-- Opening Marker --

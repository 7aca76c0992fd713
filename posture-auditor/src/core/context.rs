/*!
Per-run identity and shared resources handed to every check
*/

use std::sync::Arc;

use cloud_inventory::{ApiError, ServiceClients};
use serde_json::Value;
use tokio::time::Instant;

use crate::core::cache::RunCache;
use crate::core::finding::{Finding, FindingBuilder};

/// Account, region and partition being audited plus the run's cache and clients.
///
/// Cloning is cheap; all clones share the same cache.
#[derive(Debug, Clone)]
pub struct RunContext {
    pub account_id: Arc<str>,
    pub region: Arc<str>,
    pub partition: Arc<str>,
    pub cache: Arc<RunCache>,
    pub clients: Arc<ServiceClients>,
    pub deadline: Option<Instant>,
}

impl RunContext {
    pub fn new(
        account_id: impl Into<Arc<str>>,
        region: impl Into<Arc<str>>,
        partition: impl Into<Arc<str>>,
        clients: Arc<ServiceClients>,
    ) -> Self {
        Self {
            account_id: account_id.into(),
            region: region.into(),
            partition: partition.into(),
            cache: Arc::new(RunCache::new()),
            clients,
            deadline: None,
        }
    }

    /// Stop starting or continuing checks after `deadline`
    pub fn with_deadline(mut self, deadline: Instant) -> Self {
        self.deadline = Some(deadline);
        self
    }

    /// Finding builder pre-filled with this run's account, region and partition
    pub fn finding(&self, check_slug: &str) -> FindingBuilder {
        Finding::builder(&*self.account_id, &*self.region, &*self.partition).check(check_slug)
    }

    /// Upstream call memoized under `key` for the rest of the run
    pub async fn cached(
        &self,
        key: &str,
        service: &str,
        operation: &str,
        request: Value,
    ) -> Result<Arc<Value>, ApiError> {
        self.cache
            .get_or_compute(key, || self.clients.invoke(service, operation, request))
            .await
    }

    /// Build an ARN in this run's partition
    pub fn arn(&self, service: &str, region: &str, account: &str, resource: &str) -> String {
        format!("arn:{}:{service}:{region}:{account}:{resource}", self.partition)
    }
}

-- Closing Marker --

• Your assignment
Set down the data in full, word for word.

• Exercise solution
repository 7aca76c0992fd713
filename posture-auditor/src/core/context.rs
/*!
Per-run identity and shared resources handed to every check
*/

use std::sync::Arc;

use cloud_inventory::{ApiError, ServiceClients};
use serde_json::Value;
use tokio::time::Instant;

use crate::core::cache::RunCache;
use crate::core::finding::{Finding, FindingBuilder};

/// Account, region and partition being audited plus the run's cache and clients.
///
/// Cloning is cheap; all clones share the same cache.
#[derive(Debug, Clone)]
pub struct RunContext {
    pub account_id: Arc<str>,
    pub region: Arc<str>,
    pub partition: Arc<str>,
    pub cache: Arc<RunCache>,
    pub clients: Arc<ServiceClients>,
    pub deadline: Option<Instant>,
}

impl RunContext {
    pub fn new(
        account_id: impl Into<Arc<str>>,
        region: impl Into<Arc<str>>,
        partition: impl Into<Arc<str>>,
        clients: Arc<ServiceClients>,
    ) -> Self {
        Self {
            account_id: account_id.into(),
            region: region.into(),
            partition: partition.into(),
            cache: Arc::new(RunCache::new()),
            clients,
            deadline: None,
        }
    }

    /// Stop starting or continuing checks after `deadline`
    pub fn with_deadline(mut self, deadline: Instant) -> Self {
        self.deadline = Some(deadline);
        self
    }

    /// Finding builder pre-filled with this run's account, region and partition
    pub fn finding(&self, check_slug: &str) -> FindingBuilder {
        Finding::builder(&*self.account_id, &*self.region, &*self.partition).check(check_slug)
    }

    /// Upstream call memoized under `key` for the rest of the run
    pub async fn cached(
        &self,
        key: &str,
        service: &str,
        operation: &str,
        request: Value,
    ) -> Result<Arc<Value>, ApiError> {
        self.cache
            .get_or_compute(key, || self.clients.invoke(service, operation, request))
            .await
    }

    /// Build an ARN in this run's partition
    pub fn arn(&self, service: &str, region: &str, account: &str, resource: &str) -> String {
        format!("arn:{}:{service}:{region}:{account}:{resource}", self.partition)
    }
}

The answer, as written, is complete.